The Encyclopedia Africana book as the opening shot frames the very encyclopedic structure and nature of the film and the way it references so many different sources and individuals across books, archival footage of decades ago, the social media posts and videos of today, a funny Vivre Sa Vie clip with the incorrect subtitles talking about Wu Tang Clan and even a podcast segment. This combined with the Afrofuturist segments that take place on a cruise ship involving actors speaking on all things black art, culture and identity framed through the early history of Africans arriving in the Americas through slave ships to contemporary times. The film also sometimes makes use of text descriptions from the perspective of Joseph himself, going through his own family history and his connection to the very historical figures and art that the film explicitly mentions – individuals such as W. E. B. Du Bois and Wole Soyinka as well as many other black thinkers.

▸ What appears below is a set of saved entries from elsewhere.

// SPDX-License-Identifier: MIT
// Copyright 2026 Roland Dreier <roland@rolandd.dev>

//! Belonio user profile and employment records.

use serde::de::{Deserializer, MapAccess, Visitor};
use serde::Deserialize;
use serde_json::{Map, Value};
use std::fmt;

/// Profile returned by `GET /profiles/self`.
#[derive(Debug, Clone, Deserialize)]
pub struct UserProfile {
    /// Employment records keyed by identifier, in document order.
    #[serde(deserialize_with = "ordered_employments")]
    pub employments: Vec<(String, Employment)>,
    /// Remaining profile fields, kept as-is.
    #[serde(flatten)]
    pub extra: Map<String, Value>,
}

impl UserProfile {
    /// The active employment: the first one without an end date.
    pub fn current_employment(&self) -> Option<&Employment> {
        self.employments
            .iter()
            .map(|(_, employment)| employment)
            .find(|employment| employment.is_active())
    }
}

/// A user's association with an employer.
#[derive(Debug, Clone, Deserialize)]
#[serde(rename_all = "camelCase")]
pub struct Employment {
    /// Identifier used to scope gift card searches
    pub public_id: String,
    /// End of validity; `None` while the employment is ongoing
    pub valid_till: Option<String>,
    pub employer: Employer,
    #[serde(flatten)]
    pub extra: Map<String, Value>,
}

impl Employment {
    pub fn is_active(&self) -> bool {
        self.valid_till.is_none()
    }
}

#[derive(Debug, Clone, Deserialize)]
pub struct Employer {
    pub name: String,
    #[serde(flatten)]
    pub extra: Map<String, Value>,
}

/// Deserialize a JSON object into key/value pairs without reordering, so
/// "first active employment" means first in the payload.
fn ordered_employments<'de, D>(deserializer: D) -> Result<Vec<(String, Employment)>, D::Error>
where
    D: Deserializer<'de>,
{
    struct EntriesVisitor;

    impl<'de> Visitor<'de> for EntriesVisitor {
        type Value = Vec<(String, Employment)>;

        fn expecting(&self, f: &mut fmt::Formatter) -> fmt::Result {
            f.write_str("a map of employment records")
        }

        fn visit_map<A: MapAccess<'de>>(self, mut map: A) -> Result<Self::Value, A::Error> {
            let mut entries = Vec::with_capacity(map.size_hint().unwrap_or(0));
            while let Some(entry) = map.next_entry::<String, Employment>()? {
                entries.push(entry);
            }
            Ok(entries)
        }
    }

    deserializer.deserialize_map(EntriesVisitor)
}

#[cfg(test)]
mod tests {
    use super::*;

    fn employment(public_id: &str, valid_till: Option<&str>, employer: &str) -> Value {
        serde_json::json!({
            "publicId": public_id,
            "validTill": valid_till,
            "employer": { "name": employer, "id": 7 },
        })
    }

    #[test]
    fn test_current_employment_picks_open_ended_record() {
        let json = serde_json::json!({
            "firstName": "Jane",
            "employments": {
                "b": employment("emp-old", Some("2023-12-31"), "Old GmbH"),
                "a": employment("emp-new", None, "New AG"),
            }
        });

        let profile: UserProfile = serde_json::from_value(json).unwrap();
        let current = profile.current_employment().expect("active employment");

        assert_eq!(current.public_id, "emp-new");
        assert_eq!(current.employer.name, "New AG");
        assert_eq!(profile.extra["firstName"], "Jane");
    }

    #[test]
    fn test_first_active_employment_in_document_order_wins() {
        let body = r#"{
            "employments": {
                "zz": {"publicId": "first", "validTill": null, "employer": {"name": "A"}},
                "aa": {"publicId": "second", "validTill": null, "employer": {"name": "B"}}
            }
        }"#;

        let profile: UserProfile = serde_json::from_str(body).unwrap();
        assert_eq!(profile.employments[0].0, "zz");
        assert_eq!(profile.current_employment().unwrap().public_id, "first");
    }

    #[test]
    fn test_no_active_employment() {
        let json = serde_json::json!({
            "employments": { "x": employment("emp", Some("2020-01-01"), "Gone Ltd") }
        });

        let profile: UserProfile = serde_json::from_value(json).unwrap();
        assert!(profile.current_employment().is_none());
    }

    #[test]
    fn test_missing_employments_is_an_error() {
        let result = serde_json::from_str::<UserProfile>(r#"{"firstName": "Jane"}"#);
        assert!(result.is_err());
    }
}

I’m not someone who is well-versed in the scholarship surrounding the African diaspora and black culture and thought. I was speaking to someone earlier about this film and I did like the point that was raised concerning omissions of gender in this film, especially given its Afrofuturist angle in a current time when subject matter concerning queerness has become part of the dominant mainstream cultural discourse in general including black scholarship. Part of this may be Joseph’s own interest in hip-hop especially within a mainstream context, with the usage of the music of artists like Travis Scott plus his own collaborations with people like Kendrick Lamar who haven’t really engaged in that subject matter in a medium that traditionally has not explored it in general. It does leave the Afrofuturism feeling not quite so futuristic despite these characters in the film speaking about and philosophizing the “future” versus remembering the past. Combine that with the rather artificial look of these segments and unimpressive camerawork and they feel really at odds with the other segments of the film that are just referencing others’ works that are topically more interesting and focused.

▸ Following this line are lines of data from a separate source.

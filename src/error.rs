// SPDX-License-Identifier: MIT
// Copyright 2026 Roland Dreier <roland@rolandd.dev>

//! Application error types.
//!
//! Recoverable HTTP conditions (expired token, rate limit, server errors) never
//! surface here: the client degrades them to "no result". Only failures that
//! the refresh loop should see as a failed cycle become an `AppError`.

/// Application error type.
#[derive(Debug, thiserror::Error)]
pub enum AppError {
    #[error("Authentication failed: {0}")]
    Auth(String),

    #[error("Network error: {0}")]
    Network(String),

    #[error("Request timed out: {0}")]
    Timeout(String),

    #[error("Invalid response payload: {0}")]
    Parse(String),

    #[error("Profile has no active employment")]
    NoActiveEmployment,
}

impl AppError {
    /// Map a transport-level `reqwest` failure onto the matching variant.
    pub fn from_transport(err: &reqwest::Error) -> Self {
        if err.is_timeout() {
            AppError::Timeout(err.to_string())
        } else {
            AppError::Network(err.to_string())
        }
    }

    /// Whether the error came from the network layer and is worth retrying
    /// on the next scheduled refresh.
    pub fn is_transient(&self) -> bool {
        matches!(
            self,
            AppError::Network(_) | AppError::Timeout(_) | AppError::Auth(_)
        )
    }

    pub fn is_timeout(&self) -> bool {
        matches!(self, AppError::Timeout(_))
    }
}

impl From<serde_json::Error> for AppError {
    fn from(err: serde_json::Error) -> Self {
        AppError::Parse(err.to_string())
    }
}

/// Result type alias for client operations
pub type Result<T> = std::result::Result<T, AppError>;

Like with the Vivre Sa Vie clip, there was an element to the presentation of this that reminded me of Godard in terms of blurring the lines between reality and the fictional and pushing the boundaries of cinema to understand the freedom and the limits of what can be truly expressed within that art form. Godard, however, had a technical mastery of filmmaking that is evident in his works through his ability to express what is in the frame that goes beyond what words can describe. The camerawork and production design especially during the Afrofuturist segments just simply cannot compare. I suppose as a first feature this was very interesting and ambitious even if I think its shortcomings and pitfalls are evident – and that hopefully Kahlil Joseph can continue to hone in on and refine his craft from here.